Le parole della liturgia | Settembre 2026

Frazione del pane

«Il gesto della frazione del pane, compiuto da Cristo nellʼultima Cena, che sin dal tempo apostolico ha dato il nome a tutta lʼazione eucaristica (Fractio panis, ndr), significa che i molti fedeli, nella comunione dallʼunico pane di vita, che è il Cristo morto e risorto per la salvezza del mondo, costituiscono un solo corpo (1 Corinzi 10,17). La frazione del pane ha inizio dopo lo scambio di pace e deve essere compiuta con il necessario rispetto… Questo rito è riservato al sacerdote e al diacono… Lʼinvocazione “Agnello di Dio” accompagna la frazione del pane, perciò la si può ripetere tanto quanto è necessario fino alla conclusione del rito.

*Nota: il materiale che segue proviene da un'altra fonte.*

use std::fs::{File, OpenOptions};
use std::io::{Seek, SeekFrom};
use std::path::{Path, PathBuf};
use csv::{ReaderBuilder, Terminator, Trim, WriterBuilder};
use log::{debug, info, warn};
use serde::{Deserialize, Serialize};

use crate::{
    Error,
    core::Result,
};

use super::record::Record;

pub const FIELDS: [&str; 3] = ["name", "phone", "birthday"];

/// One unvalidated row of the backing store.
#[derive(Debug, Clone, PartialEq, Eq, Serialize, Deserialize)]
pub struct Row {
    pub name    : String,
    pub phone   : String,
    #[serde(default)]
    pub birthday: String,
}

impl From<&Record> for Row {
    fn from(record: &Record) -> Self {
        Self {
            name    : record.name().to_string(),
            phone   : record.phone().to_string(),
            birthday: record.birthday().map(|v| v.to_string()).unwrap_or_default(),
        }
    }
}

pub trait Storage {
    fn load(&mut self) -> Result<Vec<Row>>;
    /// Replaces the whole backing content with `rows`.
    fn save(&mut self, rows: &[Row]) -> Result<()>;
}

/// Comma separated file with a `name,phone,birthday` header, rows ending in CRLF.
///
/// Columns are matched by header name; quoted fields are accepted on load.
///
/// The file stays open for the lifetime of the value and is closed on drop.
#[derive(Debug)]
pub struct CsvStorage {
    path: PathBuf,
    file: File,
}

impl CsvStorage {
    pub fn open<P: AsRef<Path>>(path: P) -> Result<Self> {
        let path = path.as_ref().to_path_buf();
        let existed = path.exists();
        let file = OpenOptions::new()
            .read(true)
            .write(true)
            .create(true)
            .open(&path)
            .map_err(|e| {
                Error::Io(format!("Opening contacts file {} error: {e}", path.display()))
            })?;

        match existed {
            true  => info!("Opened contacts file {}", path.display()),
            false => info!("Created contacts file {}", path.display()),
        }
        Ok(Self { path, file })
    }

    pub fn path(&self) -> &Path {
        &self.path
    }
}

impl Storage for CsvStorage {
    fn load(&mut self) -> Result<Vec<Row>> {
        self.file.seek(SeekFrom::Start(0))?;
        let mut reader = ReaderBuilder::new()
            .has_headers(true)
            .trim(Trim::All)
            .from_reader(&self.file);

        let header = reader.headers()?.clone();
        if header.is_empty() {
            return Ok(Vec::new());
        }
        let has = |field: &str| header.iter().any(|v| v == field);
        if !has(FIELDS[0]) || !has(FIELDS[1]) {
            return Err(Error::Io(format!(
                "Malformed contacts header: {}",
                header.iter().collect::<Vec<_>>().join(",")
            )));
        }

        let rows = reader.deserialize::<Row>()
            .filter_map(|item| match item {
                Ok(row) => Some(row),
                Err(e) => {
                    warn!("Skipped malformed contacts row: {e}");
                    None
                }
            })
            .collect::<Vec<_>>();

        info!("Loaded {} rows from {}", rows.len(), self.path.display());
        Ok(rows)
    }

    fn save(&mut self, rows: &[Row]) -> Result<()> {
        self.file.set_len(0)?;
        self.file.seek(SeekFrom::Start(0))?;

        let mut writer = WriterBuilder::new()
            .has_headers(false)
            .terminator(Terminator::CRLF)
            .from_writer(&self.file);

        writer.write_record(FIELDS)?;
        for row in rows {
            writer.serialize(row)?;
        }
        writer.flush()?;

        debug!("Saved {} rows to {}", rows.len(), self.path.display());
        Ok(())
    }
}

impl Drop for CsvStorage {
    fn drop(&mut self) {
        // Close failures are not surfaced to the session.
        if let Err(e) = self.file.sync_all() {
            warn!("Closing contacts file {} error: {e}", self.path.display());
        }
    }
}
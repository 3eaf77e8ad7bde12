use std::fs::{File, OpenOptions};
use std::io::{self, Write};
use std::sync::Mutex;
use log::{
    LevelFilter,
    Metadata,
    Record
};

use crate::core::Result;

static MY_LOGGER: MyLogger = MyLogger {
    file: Mutex::new(None),
};

struct MyLogger {
    file: Mutex<Option<File>>,
}

impl log::Log for MyLogger {
    fn enabled(&self, metadata: &Metadata) -> bool {
        metadata.level() <= log::max_level()
    }

    fn log(&self, record: &Record) {
        if !self.enabled(record.metadata()) {
            return;
        }

        let line = format!(
            "[{}] [{}] {}",
            record.target(),
            record.level(),
            record.args()
        );

        // REPL output owns stdout, so the console fallback is stderr.
        let mut file = self.file.lock().unwrap_or_else(|e| e.into_inner());
        match file.as_mut() {
            Some(f) => { _ = writeln!(f, "{}", line); }
            None => eprintln!("{}", line),
        }
    }

    fn flush(&self) {
        let mut file = self.file.lock().unwrap_or_else(|e| e.into_inner());
        match file.as_mut() {
            Some(f) => { _ = f.flush(); }
            None => { _ = io::stderr().flush(); }
        }
    }
}

pub fn setup(level: LevelFilter, file: Option<&str>) -> Result<()> {
    let output = match file {
        Some(path) => Some(OpenOptions::new()
            .create(true)
            .append(true)
            .open(path)
            .map_err(|e| crate::Error::Io(format!("Opening log file {} error: {e}", path)))?
        ),
        None => None,
    };

    *MY_LOGGER.file.lock().unwrap_or_else(|e| e.into_inner()) = output;

    // The facade accepts only one logger per process; later calls just
    // retarget the output and level.
    _ = log::set_logger(&MY_LOGGER);
    log::set_max_level(level);
    Ok(())
}

pub fn teardown() {
    log::logger().flush();
    log::set_max_level(LevelFilter::Off);
    *MY_LOGGER.file.lock().unwrap_or_else(|e| e.into_inner()) = None;
}
use log::LevelFilter;

pub trait Config {
    fn data_file(&self) -> &str;

    fn log_level(&self) -> LevelFilter;
    fn log_file(&self) -> Option<&str>;

    #[cfg(feature = "inspect")]
    fn dump(&self);
}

Lʼultima invocazione termina con le parole “dona a noi la pace”» (OGMR 83).
Spezzare il pane è il gesto originario e primario dellʼeucaristia, al punto da poter dire che esso costituisce lʼessenza gestuale di questo sacramento, come il pane ne è la sostanza materiale. Lʼeucaristia è tanto la realtà del pane, quanto il gesto di spezzarlo e condividerlo: non si dà mai lʼuna senza lʼaltro. Lʼeucaristia non è semplicemente pane, ma un pane spezzato e condiviso. Quel gesto aprì gli occhi dei discepoli di Emmaus e consentì loro di riconoscere Gesù risorto. La frazione del pane non è solo il rito della condivisione con i commensali, ma è anche il gesto attraverso il quale fare memoria del sacrificio di comunione di Cristo che, stipulando la Nuova alleanza nel suo corpo crocifisso e nel suo sangue versato, crea la comunione della sua comunità e fa di essa un unico corpo, il suo corpo. Nel gesto eucaristico di spezzare il pane vi è una dimensione sacrificale alla quale la tradizione liturgica ha poi accostato e sovrapposto la figura dellʼAgnello pasquale, che è sempre «lʼAgnello sgozzato» (Apocalisse 5,6). Ecco perché si canta la litania dellʼAgnello di Dio.